Um fim-de-semana sem interrupções

Tempo para aproveitar os filhotes, o ar  puro, esta minha cidade invicta. Fomos ao Mercadito. Tantos vestidos e folhos continuam a ser demasiado para mim e para o JM. A Carlota empoleirou-se no skate para espreitar o MM, o que fez com que o JM, lá do fundo, saltasse a correr para reclamar os seus direitos (sobre o skate, entenda-se). Não consegui retratar o momento, mas como a Carlota tinha uma legião de fotógrafos atrás, espero que algum deles tenha conseguido. Estava realmente tudo muito bem organizado. Parabéns, Fernanda. E, mais uma vez, obrigado pela referência ao meu blogue.

Mais duas sugestões baby-friendly no Porto. A primeira, para almoçar. O Clérigos Vinhos e Petiscos abriu a secção de Brasserie. Trata-se de uma zona de restaurante com pratos completos (e não as habituais tapas). Primeiro ponto a favor, tem espaço. Cabem cadeirinhas, brinquedos e algumas correrias. Segundo, as mesas laterais têm daqueles sofás compridos, onde as crianças adoram sentar-se e onde se podem espreguiçar longe dos olhares dos vizinhos de mesa. Terceiro, as entradas e os pratos gourmet intercalam com massas com tomate e pizzas marguerita. É muito difícil almoçar em locais com comida mais refinada e levar as crianças, quando não existem pratos que elas gostem.
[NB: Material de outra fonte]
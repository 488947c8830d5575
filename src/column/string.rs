//! String column implementations
//!
//! **ClickHouse Documentation:**
//! - [String](https://clickhouse.com/docs/en/sql-reference/data-types/string)
//!   - Variable-length UTF-8 strings
//! - [FixedString](https://clickhouse.com/docs/en/sql-reference/data-types/fixedstring)
//!   - Fixed-length binary strings
//!
//! ## String Type
//!
//! Variable-length UTF-8 strings. Each string is prefixed with its length
//! (varint encoded).
//!
//! **Wire Format:**
//! ```text
//! For each string: [length:varint][bytes:UInt8 * length]
//! ```
//!
//! ## FixedString Type
//!
//! Fixed-length binary strings, zero-padded if shorter than the specified
//! size. Useful for storing UUIDs, hashes, or other fixed-size binary data.
//!
//! **Wire Format:**
//! ```text
//! [bytes:UInt8 * N]  // N is the FixedString size
//! ```

use super::{
    Column,
    ColumnRef,
};
use crate::{
    io::buffer_utils,
    types::Type,
    Error,
    Result,
};
use bytes::{
    Buf,
    BufMut,
    BytesMut,
};
use std::sync::Arc;

/// Column for fixed-length strings (all strings padded to same length)
///
/// Stores binary data of exactly `N` bytes per element, zero-padded if needed.
///
/// **ClickHouse Reference:** <https://clickhouse.com/docs/en/sql-reference/data-types/fixedstring>
pub struct ColumnFixedString {
    type_: Type,
    string_size: usize,
    data: Vec<u8>,
}

impl ColumnFixedString {
    pub fn new(type_: Type) -> Self {
        let string_size = match &type_ {
            Type::FixedString { size } => *size,
            _ => panic!("Expected FixedString type"),
        };

        Self { type_, string_size, data: Vec::new() }
    }

    pub fn with_capacity(type_: Type, capacity: usize) -> Self {
        let string_size = match &type_ {
            Type::FixedString { size } => *size,
            _ => panic!("Expected FixedString type"),
        };

        Self {
            type_,
            string_size,
            data: Vec::with_capacity(string_size * capacity),
        }
    }

    /// Create a column with initial data (builder pattern)
    pub fn with_data(mut self, data: Vec<String>) -> Self {
        for s in data {
            self.append(s);
        }
        self
    }

    pub fn append(&mut self, s: String) {
        let bytes = s.as_bytes();

        if bytes.len() > self.string_size {
            panic!(
                "String too long for FixedString({}): got {} bytes",
                self.string_size,
                bytes.len()
            );
        }

        // Append the string data
        self.data.extend_from_slice(bytes);

        // Pad with zeros if needed
        if bytes.len() < self.string_size {
            self.data
                .resize(self.data.len() + (self.string_size - bytes.len()), 0);
        }
    }

    pub fn get(&self, index: usize) -> Option<String> {
        if index >= self.size() {
            return None;
        }

        let start = index * self.string_size;
        let end = start + self.string_size;
        let bytes = &self.data[start..end];

        // Trim null bytes from the end
        let trimmed =
            bytes.iter().position(|&b| b == 0).unwrap_or(bytes.len());
        Some(String::from_utf8_lossy(&bytes[..trimmed]).to_string())
    }

    /// Get value at index (for tests)
    pub fn at(&self, index: usize) -> String {
        self.get(index).unwrap()
    }

    /// Get the number of elements (alias for size())
    pub fn len(&self) -> usize {
        self.size()
    }

    /// Check if the column is empty
    pub fn is_empty(&self) -> bool {
        self.data.is_empty()
    }

    pub fn fixed_size(&self) -> usize {
        self.string_size
    }
}

impl Column for ColumnFixedString {
    fn column_type(&self) -> &Type {
        &self.type_
    }

    fn size(&self) -> usize {
        self.data.len() / self.string_size
    }

    fn clear(&mut self) {
        self.data.clear();
    }

    fn reserve(&mut self, new_cap: usize) {
        self.data.reserve(self.string_size * new_cap);
    }

    fn append_column(&mut self, other: ColumnRef) -> Result<()> {
        let other = other
            .as_any()
            .downcast_ref::<ColumnFixedString>()
            .ok_or_else(|| Error::TypeMismatch {
                expected: self.type_.name(),
                actual: other.column_type().name(),
            })?;

        if self.string_size != other.string_size {
            return Err(Error::TypeMismatch {
                expected: format!("FixedString({})", self.string_size),
                actual: format!("FixedString({})", other.string_size),
            });
        }

        self.data.extend_from_slice(&other.data);
        Ok(())
    }

    fn load_from_buffer(
        &mut self,
        buffer: &mut &[u8],
        rows: usize,
    ) -> Result<()> {
        let total_bytes = self.string_size * rows;

        if buffer.len() < total_bytes {
            return Err(Error::Protocol(format!(
                "Not enough data for {} FixedString({}) values: need {}, have {}",
                rows, self.string_size, total_bytes, buffer.len()
            )));
        }

        self.data.extend_from_slice(&buffer[..total_bytes]);
        buffer.advance(total_bytes);
        Ok(())
    }

    fn save_to_buffer(&self, buffer: &mut BytesMut) -> Result<()> {
        buffer.put_slice(&self.data);
        Ok(())
    }

    fn clone_empty(&self) -> ColumnRef {
        Arc::new(ColumnFixedString::new(self.type_.clone()))
    }

    fn slice(&self, begin: usize, len: usize) -> Result<ColumnRef> {
        if begin + len > self.size() {
            return Err(Error::InvalidArgument(format!(
                "Slice out of bounds: begin={}, len={}, size={}",
                begin,
                len,
                self.size()
            )));
        }

        let start = begin * self.string_size;
        let end = start + len * self.string_size;

        let mut result = ColumnFixedString::new(self.type_.clone());
        result.data = self.data[start..end].to_vec();

        Ok(Arc::new(result))
    }

    fn as_any(&self) -> &dyn std::any::Any {
        self
    }

    fn as_any_mut(&mut self) -> &mut dyn std::any::Any {
        self
    }
}

/// Column for variable-length strings
pub struct ColumnString {
    type_: Type,
    data: Vec<String>,
}

impl ColumnString {
    pub fn new(type_: Type) -> Self {
        Self { type_, data: Vec::new() }
    }

    pub fn with_capacity(type_: Type, capacity: usize) -> Self {
        Self { type_, data: Vec::with_capacity(capacity) }
    }

    pub fn from_vec(type_: Type, data: Vec<String>) -> Self {
        Self { type_, data }
    }

    /// Create a column with initial data (builder pattern)
    pub fn with_data(mut self, data: Vec<String>) -> Self {
        self.data = data;
        self
    }

    pub fn append(&mut self, s: impl Into<String>) {
        self.data.push(s.into());
    }

    pub fn get(&self, index: usize) -> Option<&str> {
        self.data.get(index).map(|s| s.as_str())
    }

    /// Get value at index (for tests)
    pub fn at(&self, index: usize) -> String {
        self.data[index].clone()
    }

    /// Get the number of elements (alias for size())
    pub fn len(&self) -> usize {
        self.data.len()
    }

    /// Check if the column is empty
    pub fn is_empty(&self) -> bool {
        self.data.is_empty()
    }

    pub fn iter(&self) -> impl Iterator<Item = &str> {
        self.data.iter().map(|s| s.as_str())
    }
}

impl Default for ColumnString {
    fn default() -> Self {
        Self::new(Type::string())
    }
}

impl Column for ColumnString {
    fn column_type(&self) -> &Type {
        &self.type_
    }

    fn size(&self) -> usize {
        self.data.len()
    }

    fn clear(&mut self) {
        self.data.clear();
    }

    fn reserve(&mut self, new_cap: usize) {
        self.data.reserve(new_cap);
    }

    fn append_column(&mut self, other: ColumnRef) -> Result<()> {
        let other = other.as_any().downcast_ref::<ColumnString>().ok_or_else(
            || Error::TypeMismatch {
                expected: self.type_.name(),
                actual: other.column_type().name(),
            },
        )?;

        self.data.extend(other.data.iter().cloned());
        Ok(())
    }

    fn load_from_buffer(
        &mut self,
        buffer: &mut &[u8],
        rows: usize,
    ) -> Result<()> {
        self.data.reserve(rows);

        for _ in 0..rows {
            // Read varint length
            let len = buffer_utils::read_varint(buffer)? as usize;

            if buffer.len() < len {
                return Err(Error::Protocol(format!(
                    "Not enough data for string: need {}, have {}",
                    len,
                    buffer.len()
                )));
            }

            // Read string data
            let string_data = &buffer[..len];
            let s = String::from_utf8(string_data.to_vec()).map_err(|e| {
                Error::Protocol(format!("Invalid UTF-8 in string: {}", e))
            })?;

            self.data.push(s);
            buffer.advance(len);
        }

        Ok(())
    }

    fn save_to_buffer(&self, buffer: &mut BytesMut) -> Result<()> {
        for s in &self.data {
            // Write varint length
            buffer_utils::write_varint(buffer, s.len() as u64);
            // Write string data
            buffer.put_slice(s.as_bytes());
        }
        Ok(())
    }

    fn clone_empty(&self) -> ColumnRef {
        Arc::new(ColumnString::new(self.type_.clone()))
    }

    fn slice(&self, begin: usize, len: usize) -> Result<ColumnRef> {
        if begin + len > self.data.len() {
            return Err(Error::InvalidArgument(format!(
                "Slice out of bounds: begin={}, len={}, size={}",
                begin,
                len,
                self.data.len()
            )));
        }

        let sliced = self.data[begin..begin + len].to_vec();
        Ok(Arc::new(ColumnString::from_vec(self.type_.clone(), sliced)))
    }

    fn as_any(&self) -> &dyn std::any::Any {
        self
    }

    fn as_any_mut(&mut self) -> &mut dyn std::any::Any {
        self
    }
}

// Helper functions removed - using buffer_utils module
Quarto, é na baixa do Porto, que (como já referi) está cada vez mais cosmopolita e repleta de sítios onde passear com os mais novos. Trata-se de cozinha de autor, pelo que os preço são caros, mas nada de extraordinário para quem conhece (e aprecia) a qualidade do chef Pedro Lemos. Existe, no entanto, uma falha grave que, apesar de tudo, me garantiram que seria reparada brevemente. Não há um mudador ou um local reservado para trocar uma fralda. Tivemos que ir ao vizinho Costa Coffee, desembrulhar o presente que o MM fez, para não estragar a sobremesa dos restantes convivas.
Para compensar a sugestão anterior, que é efectivamente cara, um passeio completamente grátis. Para as poucas almas que ainda não conhecem a Fundação de Serralves, os Domingos de manhã são óptimos para fazer uma visita a um dos jardins mais bonitos que este País tem. Primeiro, porque é grátis. Segundo, porque tem muitas sombras, relvados grandes e a Casa de Chá, onde podem repousar e tomar um café, enquanto os rapazes esfolam os joelhos num jogo de futebol improvisado no antigo campo de ténis. Terceiro, com jeitinho ainda conseguem visitar o Museu e entreter-se a decifrar alguma da arte que lá se expõe. Para mim que sou leigo na matéria, custa-me compreender muitas daquelas expressões artísticas, mas vejo e procuro perceber, sem preconceitos. Tenho notado que as crianças se divertem muito com o absurdo de algumas peças. Não vou mentir que o meu lado infantil também.